I'm going to book some alone time with my Brute in the next handful of days to see if I can determine where it's coming from, just thought I'd ask the experts first.

Thanks in advance.


----------



## DanOMite (Oct 20, 2011)

One more pic...


----------



## Waddaman (Oct 3, 2010)

Looks more like water to me, oil will touch mud once and grab it all. If it is oil then it's just leaking, doing wheelies can cause oil pressure and make it want to push out the rocker cover gasket. I just did a 840 and put a healthy amount of the proper gasket maker on there and it still leaked a little, just happens. As long as it's not leaking excessively don't worry about it. Wipe it off and see if it leaks again. As for the oil down low.. It looks like its coming from in between the cases, but that is very unlikely and still looks like water to me.

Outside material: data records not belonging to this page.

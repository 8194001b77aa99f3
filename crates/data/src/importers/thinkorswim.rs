use models::{Broker, ParseResult, Side};
use tracing::debug;
use utils::{find_column_value, infer_side, try_parse_number};

use super::score_indicators;
use crate::csv_text::{extract_section, read_table, read_table_at, CsvTable};
use crate::report::{FillCells, ParseSession};
use crate::{BrokerParser, ImportContext, Result};

const HEADER_INDICATORS: &[&str] = &["Exec Time", "Pos Effect", "Net Price", "Spread"];
const CONTENT_INDICATORS: &[&str] = &[
    "Account Trade History",
    "Account Statement for",
    "Profits and Losses",
    "Cash Balance",
];

const TRADE_HISTORY: &str = "Account Trade History";
const NEXT_SECTIONS: &[&str] = &[
    "Profits and Losses",
    "Account Order History",
    "Account Summary",
    "Equities",
    "Futures",
    "Options",
    "Forex",
];

/// thinkorswim Account Statement. Only the trade history section holds fills;
/// the rest of the statement is skipped.
pub struct ThinkorswimParser {
    ctx: ImportContext,
}

impl ThinkorswimParser {
    pub fn new(ctx: ImportContext) -> Self {
        Self { ctx }
    }

    fn trade_history(content: &str) -> Result<CsvTable> {
        match extract_section(content, TRADE_HISTORY, NEXT_SECTIONS) {
            Some(section) => {
                debug!("thinkorswim trade history starts at line {}", section.line_offset + 1);
                read_table_at(&section.text, section.line_offset)
            }
            // A bare trade-history export without the statement around it.
            None => read_table(content),
        }
    }
}

impl BrokerParser for ThinkorswimParser {
    fn broker(&self) -> Broker {
        Broker::Thinkorswim
    }

    fn context(&self) -> &ImportContext {
        &self.ctx
    }

    fn detect(&self, content: &str, headers: &[String]) -> f64 {
        score_indicators(content, headers, HEADER_INDICATORS, CONTENT_INDICATORS)
    }

    fn parse(&self, content: &str) -> Result<ParseResult> {
        let table = Self::trade_history(content)?;
        let mut session = ParseSession::new(Broker::Thinkorswim, &self.ctx);

        // Spread legs after the first leave Exec Time blank.
        let mut last_exec_time: Option<&str> = None;
        for row in &table.rows {
            session.row_seen();
            let exec_time = match find_column_value(row, &["Exec Time", "Time"]) {
                Some(t) => {
                    last_exec_time = Some(t);
                    Some(t)
                }
                None => last_exec_time,
            };

            let qty = find_column_value(row, &["Qty", "Quantity"]);
            let side_raw = find_column_value(row, &["Side"]).unwrap_or("");
            let side = infer_side(side_raw).or_else(|| {
                qty.and_then(try_parse_number)
                    .filter(|q| *q != 0.0)
                    .map(|q| if q > 0.0 { Side::Buy } else { Side::Sell })
            });

            session.add_fill(
                row.index,
                FillCells {
                    time: exec_time,
                    symbol: find_column_value(row, &["Symbol"]),
                    side,
                    side_raw,
                    quantity: qty,
                    price: find_column_value(row, &["Price", "Net Price"]),
                    commission: find_column_value(row, &["Commissions & Fees", "Commission"]),
                },
                self.ctx.settings.timezone,
            );
        }

        Ok(session.finish())
    }
}

#[cfg(test)]
mod tests {
    use super::*;
    use crate::detection::extract_header_line;
    use models::Direction;

    fn approx(a: f64, b: f64) -> bool {
        (a - b).abs() < 1e-6
    }

    const STATEMENT: &str = "Account Statement for 123456789 (margin) since 1/1/24 through 1/31/24

Cash Balance
DATE,TIME,TYPE,REF #,DESCRIPTION,Misc Fees,Commissions & Fees,AMOUNT,BALANCE
1/2/24,09:00:00,BAL,,Cash balance at the start of business day,,,,\"100,000.00\"

Account Trade History
,Exec Time,Spread,Side,Qty,Pos Effect,Symbol,Exp,Strike,Type,Price,Net Price,Order Type
,1/2/24 09:30:15,FUTURE,BUY,+3,TO OPEN,/ESH24,MAR 24,,FUTURE,100.00,100.00,MKT
,1/2/24 09:40:00,FUTURE,SELL,-1,TO CLOSE,/ESH24,MAR 24,,FUTURE,105.00,105.00,LMT
,1/2/24 09:45:00,FUTURE,SELL,-2,TO CLOSE,/ESH24,MAR 24,,FUTURE,110.00,110.00,LMT

Profits and Losses
Symbol,Description,P/L Open,P/L %,P/L Day
/ESH24,E-mini S&P 500,0.00,0.00%,1250.00
";

    fn parser() -> ThinkorswimParser {
        ThinkorswimParser::new(ImportContext::default())
    }

    #[test]
    fn test_detects_statement_from_content() {
        let headers = extract_header_line(STATEMENT);
        assert!(parser().detect(STATEMENT, &headers) >= 0.95);
        assert!(parser().detect("Date,Symbol,Price\n", &[]) < 0.2);
    }

    #[test]
    fn test_partial_close_from_trade_history_section() {
        let r = parser().parse(STATEMENT).unwrap();
        assert!(r.success, "{:?}", r.errors);
        assert_eq!(r.trades.len(), 1);
        let t = &r.trades[0];
        assert_eq!(t.instrument, "ES");
        assert_eq!(t.direction, Direction::Long);
        assert!(approx(t.size, 3.0));
        assert!(approx(t.exit_price, (105.0 + 220.0) / 3.0));
        assert!(approx(t.pnl, 1250.0));
        // row numbers point into the full statement
        assert_eq!(t.source_row, 9);
        assert_eq!(r.stats.total_rows, 3);
    }

    #[test]
    fn test_spread_legs_inherit_exec_time_and_side_from_qty() {
        let csv = ",Exec Time,Spread,Side,Qty,Pos Effect,Symbol,Price
,1/3/24 10:00:00,VERTICAL,,+1,TO OPEN,/NQH24,17000
,,VERTICAL,,-1,TO OPEN,/CLH24,70.00
,1/3/24 10:30:00,VERTICAL,,-1,TO CLOSE,/NQH24,17010
,,VERTICAL,,+1,TO CLOSE,/CLH24,69.50
";
        let r = parser().parse(csv).unwrap();
        assert!(r.errors.is_empty(), "{:?}", r.errors);
        assert_eq!(r.trades.len(), 2);
        let cl = r.trades.iter().find(|t| t.instrument == "CL").unwrap();
        assert_eq!(cl.direction, Direction::Short);
        assert!(approx(cl.pnl, 0.5 * 1000.0));
        let nq = r.trades.iter().find(|t| t.instrument == "NQ").unwrap();
        assert!(approx(nq.pnl, 10.0 * 20.0));
        assert_eq!(cl.date, nq.date);
    }
}
//! Platform parsers. Each one owns its detector indicators and the header
//! spellings its exports have used over time.

pub mod generic;
pub mod interactive_brokers;
pub mod ninjatrader;
pub mod rithmic;
pub mod thinkorswim;
pub mod tradingview;
pub mod tradovate;

pub use generic::GenericParser;
pub use interactive_brokers::InteractiveBrokersParser;
pub use ninjatrader::NinjaTraderParser;
pub use rithmic::RithmicParser;
pub use thinkorswim::ThinkorswimParser;
pub use tradingview::TradingViewParser;
pub use tradovate::TradovateParser;

use crate::detection::{confidence_from_matches, count_content_indicators, count_header_indicators};
use crate::{BrokerParser, ImportContext};

/// Every built-in parser, generic last.
pub fn default_parsers(ctx: &ImportContext) -> Vec<Box<dyn BrokerParser>> {
    vec![
        Box::new(TradovateParser::new(ctx.clone())),
        Box::new(ThinkorswimParser::new(ctx.clone())),
        Box::new(TradingViewParser::new(ctx.clone())),
        Box::new(InteractiveBrokersParser::new(ctx.clone())),
        Box::new(RithmicParser::new(ctx.clone())),
        Box::new(NinjaTraderParser::new(ctx.clone())),
        Box::new(GenericParser::new(ctx.clone())),
    ]
}

pub(crate) fn score_indicators(content: &str, headers: &[String], header_ind: &[&str], content_ind: &[&str]) -> f64 {
    let matches = count_header_indicators(headers, header_ind) + count_content_indicators(content, content_ind);
    confidence_from_matches(matches)
}

/// True when the status cell names a state that never produced a fill.
pub(crate) fn is_unfilled_status(status: Option<&str>, unfilled: &[&str]) -> bool {
    let Some(status) = status else { return false };
    let s = status.trim().to_lowercase();
    unfilled.iter().any(|u| s.contains(u))
}

/// Summary rows some exports interleave with data.
pub(crate) fn is_total_row(cell: Option<&str>) -> bool {
    cell.map(|c| c.trim().to_lowercase())
        .is_some_and(|c| c == "total" || c == "subtotal" || c.starts_with("total "))
}
use models::{Broker, ParseResult, Side, ValidationError};
use tracing::debug;
use utils::{find_column_value, has_column, infer_side, try_parse_number, RawRow};

use super::{is_unfilled_status, score_indicators};
use crate::csv_text::read_table;
use crate::report::{FillCells, ParseSession};
use crate::{BrokerParser, ImportContext, Result};

const HEADER_INDICATORS: &[&str] = &[
    "Qty To Fill",
    "Qty Filled",
    "Avg Fill Price",
    "Order Number",
    "Update Time",
    "Create Time",
    "Buy Qty",
    "Sell Qty",
];
const CONTENT_INDICATORS: &[&str] = &["Completed Orders", "Order History"];

const UNFILLED: &[&str] = &["cancel", "reject", "expire", "pending", "open", "working"];
const SIDE: &[&str] = &["Buy/Sell", "B/S", "Side"];
const QUANTITY: &[&str] = &["Qty Filled", "Filled Qty", "Quantity", "Qty"];

/// R|Trader Pro order history. The export starts with a few title lines
/// before the real header row.
pub struct RithmicParser {
    ctx: ImportContext,
}

impl RithmicParser {
    pub fn new(ctx: ImportContext) -> Self {
        Self { ctx }
    }

    /// Side and filled quantity from split `Buy Qty` / `Sell Qty` columns.
    /// Exactly one of them may be filled in.
    fn split_quantity(row: &RawRow) -> std::result::Result<Option<(Side, &str)>, ValidationError> {
        let filled = |col: &str| {
            find_column_value(row, &[col]).filter(|v| try_parse_number(v).is_some_and(|n| n != 0.0))
        };
        match (filled("Buy Qty"), filled("Sell Qty")) {
            (Some(q), None) => Ok(Some((Side::Buy, q))),
            (None, Some(q)) => Ok(Some((Side::Sell, q))),
            (Some(b), Some(s)) => Err(ValidationError::error(
                row.index,
                "quantity",
                format!("{} / {}", b, s),
                "Both Buy Qty and Sell Qty are set",
            )),
            (None, None) => Ok(None),
        }
    }
}

impl BrokerParser for RithmicParser {
    fn broker(&self) -> Broker {
        Broker::Rithmic
    }

    fn context(&self) -> &ImportContext {
        &self.ctx
    }

    fn detect(&self, content: &str, headers: &[String]) -> f64 {
        score_indicators(content, headers, HEADER_INDICATORS, CONTENT_INDICATORS)
    }

    fn parse(&self, content: &str) -> Result<ParseResult> {
        let table = read_table(content)?;
        let mut session = ParseSession::new(Broker::Rithmic, &self.ctx);
        let has_side_column = has_column(&table.headers, SIDE);
        debug!("Rithmic header at line {}, side column: {}", table.header_line, has_side_column);

        for row in &table.rows {
            session.row_seen();
            let status = find_column_value(row, &["Status"]);
            if is_unfilled_status(status, UNFILLED) {
                session.skip_row();
                continue;
            }

            let side_raw = find_column_value(row, SIDE).unwrap_or("");
            let (side, quantity) = if has_side_column {
                (infer_side(side_raw), find_column_value(row, QUANTITY))
            } else {
                match Self::split_quantity(row) {
                    Ok(Some((side, qty))) => (Some(side), Some(qty)),
                    Ok(None) => (None, None),
                    Err(issue) => {
                        session.reject_row(issue);
                        continue;
                    }
                }
            };

            session.add_fill(
                row.index,
                FillCells {
                    time: find_column_value(row, &["Update Time", "Fill Time", "Create Time"]),
                    symbol: find_column_value(row, &["Symbol", "Contract"]),
                    side,
                    side_raw,
                    quantity,
                    price: find_column_value(row, &["Avg Fill Price", "Fill Price", "Price"]),
                    commission: find_column_value(row, &["Commission", "Commission Fill Rate"]),
                },
                self.ctx.settings.timezone,
            );
        }

        Ok(session.finish())
    }
}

The stain coming out of your crank position sensor wires is common enough, if it is oil then silicone it up around it if it continues you'll need to take the side cover off clean and reseal it.

And below the cylinder is why I believe it is water is because there is no oil going through there.. there is only 1 oil pipe on the right hand side of the front cylinder and it should not leak, even if it does it just falls back in the case.


----------



## DanOMite (Oct 20, 2011)

Thanks Waddaman! I took the pic of the front oil seal about 1.5 months ago and the others about 3 days ago. The Brute has been sitting since March and luckily I don't have any drips or puddles under it.

This may sound a bit stupid but I wonder if I had oil come out of the air box duck bill, fill small pockets in the ice surrounding the engine and when the ice thawed deposited on the engine. Yeah I know sounds like I've been sniffing glue but I can't figure out why it would be below the cylinder and it was mega packed with ice / snow.

I'll clean it up go for a ride then do another inspection. I'm hitting the trails on May 19th (first ride in spring) and am super excited. 

I'll definitely keep an eye on my oil levels too.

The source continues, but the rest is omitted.